### Work request
Beginning at the top of the data below, write out every line exactly until you reach the line with "and images repeat", and include that line.

### Task data
■ ■ ■ ■ ■
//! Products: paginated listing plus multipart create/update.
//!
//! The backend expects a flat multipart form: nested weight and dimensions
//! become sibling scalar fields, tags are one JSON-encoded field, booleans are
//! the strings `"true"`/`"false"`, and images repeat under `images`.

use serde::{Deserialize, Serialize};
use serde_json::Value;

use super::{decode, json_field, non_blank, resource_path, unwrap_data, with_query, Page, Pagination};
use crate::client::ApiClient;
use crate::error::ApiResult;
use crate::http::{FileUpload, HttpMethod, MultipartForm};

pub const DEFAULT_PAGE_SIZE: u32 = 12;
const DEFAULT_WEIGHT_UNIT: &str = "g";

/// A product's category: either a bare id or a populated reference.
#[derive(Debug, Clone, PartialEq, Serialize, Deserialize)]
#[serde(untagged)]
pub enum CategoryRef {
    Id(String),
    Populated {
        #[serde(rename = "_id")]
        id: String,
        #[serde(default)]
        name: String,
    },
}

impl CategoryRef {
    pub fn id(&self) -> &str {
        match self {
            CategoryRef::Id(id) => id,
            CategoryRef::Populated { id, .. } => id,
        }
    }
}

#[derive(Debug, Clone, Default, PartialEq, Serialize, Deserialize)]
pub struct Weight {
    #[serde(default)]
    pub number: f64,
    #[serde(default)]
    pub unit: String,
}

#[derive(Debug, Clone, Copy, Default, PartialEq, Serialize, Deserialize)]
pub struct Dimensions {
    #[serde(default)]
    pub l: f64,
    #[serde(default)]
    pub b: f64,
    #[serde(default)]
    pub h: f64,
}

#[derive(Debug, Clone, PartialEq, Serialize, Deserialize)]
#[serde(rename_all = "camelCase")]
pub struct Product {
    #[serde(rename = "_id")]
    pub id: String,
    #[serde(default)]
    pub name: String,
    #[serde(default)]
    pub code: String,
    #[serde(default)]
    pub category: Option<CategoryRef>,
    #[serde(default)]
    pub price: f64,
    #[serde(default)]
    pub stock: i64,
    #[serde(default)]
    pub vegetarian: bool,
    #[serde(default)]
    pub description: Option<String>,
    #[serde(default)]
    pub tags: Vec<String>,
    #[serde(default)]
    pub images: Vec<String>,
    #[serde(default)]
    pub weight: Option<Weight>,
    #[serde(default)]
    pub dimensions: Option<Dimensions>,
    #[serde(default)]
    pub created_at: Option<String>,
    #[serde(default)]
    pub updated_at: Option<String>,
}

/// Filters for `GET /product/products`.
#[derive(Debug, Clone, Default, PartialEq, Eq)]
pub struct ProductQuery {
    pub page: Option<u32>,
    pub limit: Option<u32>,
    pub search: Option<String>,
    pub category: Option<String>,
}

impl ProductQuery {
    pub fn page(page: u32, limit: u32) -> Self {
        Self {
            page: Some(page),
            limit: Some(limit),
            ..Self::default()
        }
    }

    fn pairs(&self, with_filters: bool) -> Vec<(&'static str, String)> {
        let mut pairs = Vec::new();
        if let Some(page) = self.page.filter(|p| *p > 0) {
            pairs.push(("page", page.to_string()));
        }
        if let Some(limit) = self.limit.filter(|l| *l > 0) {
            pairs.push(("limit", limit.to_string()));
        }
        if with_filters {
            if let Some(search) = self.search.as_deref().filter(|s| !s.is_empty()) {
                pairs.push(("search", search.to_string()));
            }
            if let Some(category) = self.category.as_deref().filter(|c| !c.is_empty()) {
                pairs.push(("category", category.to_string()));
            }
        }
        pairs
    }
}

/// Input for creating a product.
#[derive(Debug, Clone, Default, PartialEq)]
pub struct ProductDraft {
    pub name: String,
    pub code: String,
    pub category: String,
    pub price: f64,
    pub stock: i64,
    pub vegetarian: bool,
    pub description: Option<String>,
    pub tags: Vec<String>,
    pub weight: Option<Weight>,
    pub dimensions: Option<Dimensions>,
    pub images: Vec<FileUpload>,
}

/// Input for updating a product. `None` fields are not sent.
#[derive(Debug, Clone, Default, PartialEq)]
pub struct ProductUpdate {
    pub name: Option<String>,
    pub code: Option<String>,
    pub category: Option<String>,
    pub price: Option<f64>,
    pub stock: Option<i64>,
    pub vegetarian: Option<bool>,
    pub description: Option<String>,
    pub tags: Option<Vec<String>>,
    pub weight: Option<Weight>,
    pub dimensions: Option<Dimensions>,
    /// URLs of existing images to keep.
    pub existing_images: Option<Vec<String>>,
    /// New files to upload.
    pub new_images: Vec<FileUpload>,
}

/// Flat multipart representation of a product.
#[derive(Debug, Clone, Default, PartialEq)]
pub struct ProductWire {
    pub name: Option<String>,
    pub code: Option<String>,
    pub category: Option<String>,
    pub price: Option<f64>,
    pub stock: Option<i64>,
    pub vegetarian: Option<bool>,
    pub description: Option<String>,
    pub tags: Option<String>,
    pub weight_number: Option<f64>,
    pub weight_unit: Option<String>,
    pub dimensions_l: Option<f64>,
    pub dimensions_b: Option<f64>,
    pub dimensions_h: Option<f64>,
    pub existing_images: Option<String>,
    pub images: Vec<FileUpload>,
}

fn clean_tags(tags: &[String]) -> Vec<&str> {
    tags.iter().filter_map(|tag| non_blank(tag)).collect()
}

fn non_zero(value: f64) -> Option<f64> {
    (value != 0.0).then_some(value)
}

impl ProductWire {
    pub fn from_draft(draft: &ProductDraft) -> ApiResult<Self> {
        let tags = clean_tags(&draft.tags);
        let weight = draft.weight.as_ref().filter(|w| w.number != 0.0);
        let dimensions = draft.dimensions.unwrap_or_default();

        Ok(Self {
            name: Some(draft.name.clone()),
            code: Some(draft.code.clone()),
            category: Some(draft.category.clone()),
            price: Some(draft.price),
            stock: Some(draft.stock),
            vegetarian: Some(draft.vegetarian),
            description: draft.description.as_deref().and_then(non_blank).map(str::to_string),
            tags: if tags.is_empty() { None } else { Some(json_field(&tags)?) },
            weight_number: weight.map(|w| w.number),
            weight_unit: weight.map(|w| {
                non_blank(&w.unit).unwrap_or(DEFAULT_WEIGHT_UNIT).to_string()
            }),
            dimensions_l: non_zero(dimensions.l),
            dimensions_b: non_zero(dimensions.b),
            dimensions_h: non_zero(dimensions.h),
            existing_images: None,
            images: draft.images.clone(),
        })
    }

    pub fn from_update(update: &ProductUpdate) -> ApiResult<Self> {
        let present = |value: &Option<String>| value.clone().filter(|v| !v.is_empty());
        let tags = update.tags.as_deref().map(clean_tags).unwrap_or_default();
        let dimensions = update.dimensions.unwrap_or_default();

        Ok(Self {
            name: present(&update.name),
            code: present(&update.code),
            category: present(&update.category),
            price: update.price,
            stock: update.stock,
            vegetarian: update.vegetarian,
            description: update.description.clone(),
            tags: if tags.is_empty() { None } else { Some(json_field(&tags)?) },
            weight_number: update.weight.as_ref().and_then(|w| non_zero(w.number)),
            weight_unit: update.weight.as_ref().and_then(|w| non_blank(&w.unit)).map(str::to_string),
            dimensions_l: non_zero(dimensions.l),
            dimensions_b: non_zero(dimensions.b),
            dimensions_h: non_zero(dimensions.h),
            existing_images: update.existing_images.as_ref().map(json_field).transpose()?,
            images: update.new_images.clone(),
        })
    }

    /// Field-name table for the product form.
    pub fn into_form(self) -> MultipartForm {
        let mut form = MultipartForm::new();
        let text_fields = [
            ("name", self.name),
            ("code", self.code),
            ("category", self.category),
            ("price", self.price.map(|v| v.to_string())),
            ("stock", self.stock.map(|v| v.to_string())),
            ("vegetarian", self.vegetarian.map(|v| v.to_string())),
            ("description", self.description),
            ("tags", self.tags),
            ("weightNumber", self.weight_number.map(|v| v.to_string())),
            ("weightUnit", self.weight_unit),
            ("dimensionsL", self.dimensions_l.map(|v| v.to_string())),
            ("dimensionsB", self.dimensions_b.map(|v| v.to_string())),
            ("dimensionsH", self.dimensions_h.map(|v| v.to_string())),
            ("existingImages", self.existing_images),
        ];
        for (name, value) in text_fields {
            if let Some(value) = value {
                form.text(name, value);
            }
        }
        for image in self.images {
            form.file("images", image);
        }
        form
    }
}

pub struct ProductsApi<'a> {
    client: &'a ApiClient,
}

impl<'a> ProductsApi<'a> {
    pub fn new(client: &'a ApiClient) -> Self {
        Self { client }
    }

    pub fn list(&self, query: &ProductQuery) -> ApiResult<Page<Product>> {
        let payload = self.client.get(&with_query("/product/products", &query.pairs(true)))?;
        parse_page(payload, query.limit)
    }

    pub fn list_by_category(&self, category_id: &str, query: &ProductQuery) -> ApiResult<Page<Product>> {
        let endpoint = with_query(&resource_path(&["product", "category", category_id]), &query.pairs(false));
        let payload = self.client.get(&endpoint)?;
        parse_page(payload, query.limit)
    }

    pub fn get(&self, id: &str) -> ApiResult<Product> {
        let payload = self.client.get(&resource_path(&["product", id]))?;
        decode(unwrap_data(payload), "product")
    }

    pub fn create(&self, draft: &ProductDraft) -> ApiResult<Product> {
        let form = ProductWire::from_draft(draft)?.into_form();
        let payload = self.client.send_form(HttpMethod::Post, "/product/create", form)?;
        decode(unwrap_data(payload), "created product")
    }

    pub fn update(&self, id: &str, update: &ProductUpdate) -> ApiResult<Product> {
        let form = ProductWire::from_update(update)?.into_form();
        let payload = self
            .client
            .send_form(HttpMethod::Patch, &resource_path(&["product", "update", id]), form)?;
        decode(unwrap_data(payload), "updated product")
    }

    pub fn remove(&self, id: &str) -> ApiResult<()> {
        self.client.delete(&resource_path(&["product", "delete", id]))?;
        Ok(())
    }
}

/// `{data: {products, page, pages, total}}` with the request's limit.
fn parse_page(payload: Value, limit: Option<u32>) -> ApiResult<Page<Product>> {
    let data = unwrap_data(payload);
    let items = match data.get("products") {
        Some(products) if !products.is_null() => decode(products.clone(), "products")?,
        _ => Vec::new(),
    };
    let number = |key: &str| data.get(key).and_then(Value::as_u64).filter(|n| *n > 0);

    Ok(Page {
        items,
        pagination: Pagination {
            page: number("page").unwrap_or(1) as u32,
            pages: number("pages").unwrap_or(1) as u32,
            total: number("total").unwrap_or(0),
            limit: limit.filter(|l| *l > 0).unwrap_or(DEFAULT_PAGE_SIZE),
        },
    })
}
■ ■ ■ ■ ■
### Written answer
//! Products: paginated listing plus multipart create/update.
//!
//! The backend expects a flat multipart form: nested weight and dimensions
//! become sibling scalar fields, tags are one JSON-encoded field, booleans are
//! the strings `"true"`/`"false"`, and images repeat under `images`.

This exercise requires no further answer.